Siber güvenlikte hangi alan için hangi sertifika alınmalı?

İş hayatında, icra ettiğimiz mesleğin türüne göre bizim yetkinliğimizi gösteren çeşitli belgeler vardır. Bu bazen diploma, bazen zanaatkarlık belgesi, bazen sertifika olabiliyor. Her meslekte az çok bu durum bulunmakta. Peki IT alanında bizim yetkinliğimizi gösterebilmemiz için ne gerekiyor?
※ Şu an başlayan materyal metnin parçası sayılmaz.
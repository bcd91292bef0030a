use indexmap::IndexMap;
use serde_json::Value;

use crate::{
    ResultRow,
    aggregate::{Accumulator, Aggregation},
    row::group_label,
};

/// Group `rows` by the stringified value of `group_by` and compute one
/// column per aggregation. Pure: no I/O, same inputs produce same outputs.
///
/// Rows whose group-by value is null or missing land in the sentinel group
/// `unknown_label` instead of being dropped. Output rows appear in
/// first-seen order of their group key, which is the determinism guarantee
/// tests rely on.
pub fn aggregate(
    rows: &[ResultRow],
    group_by: &str,
    aggregations: &[Aggregation],
    unknown_label: &str,
) -> Vec<ResultRow> {
    let mut groups: IndexMap<String, Vec<Box<dyn Accumulator>>> = IndexMap::new();

    for row in rows {
        let label = row
            .get(group_by)
            .and_then(group_label)
            .unwrap_or_else(|| unknown_label.to_string());

        let accs = groups
            .entry(label)
            .or_insert_with(|| aggregations.iter().map(|a| a.function.accumulator()).collect());

        for (acc, agg) in accs.iter_mut().zip(aggregations) {
            acc.update(row.get(&agg.field).unwrap_or(&Value::Null));
        }
    }

    groups
        .into_iter()
        .map(|(label, accs)| {
            let mut out = ResultRow::new();
            out.insert(group_by.to_string(), Value::String(label));
            for (agg, acc) in aggregations.iter().zip(accs) {
                out.insert(agg.output_key(), acc.finalize());
            }
            out
        })
        .collect()
}

#[cfg(test)]
mod tests {
    use super::*;
    use serde_json::json;

    use crate::aggregate::AggregateFunction;

    fn rows(values: &[Value]) -> Vec<ResultRow> {
        values
            .iter()
            .map(|v| v.as_object().unwrap().clone())
            .collect()
    }

    #[test]
    fn sums_per_group_in_first_seen_order() {
        let input = rows(&[
            json!({ "g": "A", "v": 1 }),
            json!({ "g": "A", "v": 3 }),
            json!({ "g": "B", "v": 5 }),
        ]);
        let out = aggregate(&input, "g", &[Aggregation::new(AggregateFunction::Sum, "v")], "Unknown");

        assert_eq!(out.len(), 2);
        assert_eq!(out[0]["g"], json!("A"));
        assert_eq!(out[0]["sum_v"], json!(4));
        assert_eq!(out[1]["g"], json!("B"));
        assert_eq!(out[1]["sum_v"], json!(5));
    }

    #[test]
    fn first_seen_order_is_preserved_not_sorted() {
        let input = rows(&[
            json!({ "g": "zebra", "v": 1 }),
            json!({ "g": "alpha", "v": 1 }),
            json!({ "g": "zebra", "v": 1 }),
        ]);
        let out = aggregate(&input, "g", &[Aggregation::new(AggregateFunction::Count, "v")], "Unknown");

        assert_eq!(out[0]["g"], json!("zebra"));
        assert_eq!(out[0]["count_v"], json!(2));
        assert_eq!(out[1]["g"], json!("alpha"));
    }

    #[test]
    fn empty_input_yields_empty_output() {
        let out = aggregate(&[], "g", &[Aggregation::new(AggregateFunction::Max, "v")], "Unknown");
        assert!(out.is_empty());
    }

    #[test]
    fn null_and_missing_group_values_land_in_sentinel_group() {
        let input = rows(&[
            json!({ "g": null, "v": 1 }),
            json!({ "v": 2 }),
            json!({ "g": "A", "v": 4 }),
        ]);
        let out = aggregate(&input, "g", &[Aggregation::new(AggregateFunction::Sum, "v")], "Unknown");

        assert_eq!(out.len(), 2);
        assert_eq!(out[0]["g"], json!("Unknown"));
        assert_eq!(out[0]["sum_v"], json!(3));
        assert_eq!(out[1]["g"], json!("A"));
    }

    #[test]
    fn non_numeric_group_yields_zero_fallbacks_not_nan() {
        let input = rows(&[
            json!({ "g": "A", "v": "oops" }),
            json!({ "g": "A", "v": null }),
        ]);
        let aggs = vec![
            Aggregation::new(AggregateFunction::Max, "v"),
            Aggregation::new(AggregateFunction::Min, "v"),
            Aggregation::new(AggregateFunction::Avg, "v"),
        ];
        let out = aggregate(&input, "g", &aggs, "Unknown");

        assert_eq!(out[0]["max_v"], json!(0));
        assert_eq!(out[0]["min_v"], json!(0));
        assert_eq!(out[0]["avg_v"], json!(0));
    }

    #[test]
    fn multiple_functions_over_same_field_do_not_collide() {
        let input = rows(&[
            json!({ "g": "A", "v": 2 }),
            json!({ "g": "A", "v": 6 }),
        ]);
        let aggs = vec![
            Aggregation::new(AggregateFunction::Sum, "v"),
            Aggregation::new(AggregateFunction::Avg, "v"),
            Aggregation::new(AggregateFunction::Count, "v"),
        ];
        let out = aggregate(&input, "g", &aggs, "Unknown");

        assert_eq!(out[0]["sum_v"], json!(8));
        assert_eq!(out[0]["avg_v"], json!(4));
        assert_eq!(out[0]["count_v"], json!(2));
    }

    #[test]
    fn numeric_group_keys_are_stringified() {
        let input = rows(&[
            json!({ "g": 7, "v": 1 }),
            json!({ "g": 7, "v": 2 }),
        ]);
        let out = aggregate(&input, "g", &[Aggregation::new(AggregateFunction::Count, "v")], "Unknown");

        assert_eq!(out.len(), 1);
        assert_eq!(out[0]["g"], json!("7"));
    }

    #[test]
    fn empty_aggregations_produce_one_row_per_group() {
        let input = rows(&[
            json!({ "g": "A" }),
            json!({ "g": "B" }),
            json!({ "g": "A" }),
        ]);
        let out = aggregate(&input, "g", &[], "Unknown");

        assert_eq!(out.len(), 2);
        assert_eq!(out[0].len(), 1);
        assert_eq!(out[0]["g"], json!("A"));
    }
}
Eğer üniversite mezunuysanız (ya da meslek lisesi), mezun olduğunuz bölüme ilişkin diploma ilk iş arama sırasında gösterebildiğimiz tek şey oluyor eğer ekstra bir çaba sarf edip proje vs. gösteremiyorsak. Bu durumda da bizi diğer adaylardan ayıran şey üniversitenin adı oluyor. Yıllar geçti, üniversiteden mezun oldunuz ve 3-5 senelik deneyime sahipsiniz artık. Bu saatten sonra açıkçası üniversitenin adıyla ilgilenen kişi sayısı azalıyor. Daha çok nerede çalıştınız, neler yaptınız vs gibi sorular gündeme geliyor. Açıkçası olması gereken bu, müstakbel yöneticiniz aynı okuldan mezun birine kol kanat germe ihtiyacı duymadığı sürece… Hemşehriliği karıştırmıyorum bile.

127.0.0.1’e ping atmış insanın alabileceği sertifikalar

Şimdi daha da özele inersek, siber güvenlik alanında çalışıyorsunuz ya da çalışmak istiyorsunuz, bu alanda bölüm sayısı da az ya da hiç yok. Diploma gösteremezsiniz. Bilgisayar Mühendisliği diploması güvenlik bildiğinizi kanıtlamaz. Güvenlikçiler de genelde alaylı olur zaten (ben Elektronik Haberleşme Mühendisliği mezunuyum mesela) Bu durumda ne yapacaksınız? İşte tam bu noktada sertifika konusu devreye giriyor. Hepsi için söylemiyorum fakat bazı kuruluşlardan aldığınız sertifikalar, sizin o konuda belli seviyede bilgiye sahip olduğunuzu gösteriyor. Sertifikanın türüne göre de teorik ya da pratik (hands-on experience) tecrübeye sahip olduğunuz kanıtlanabilir.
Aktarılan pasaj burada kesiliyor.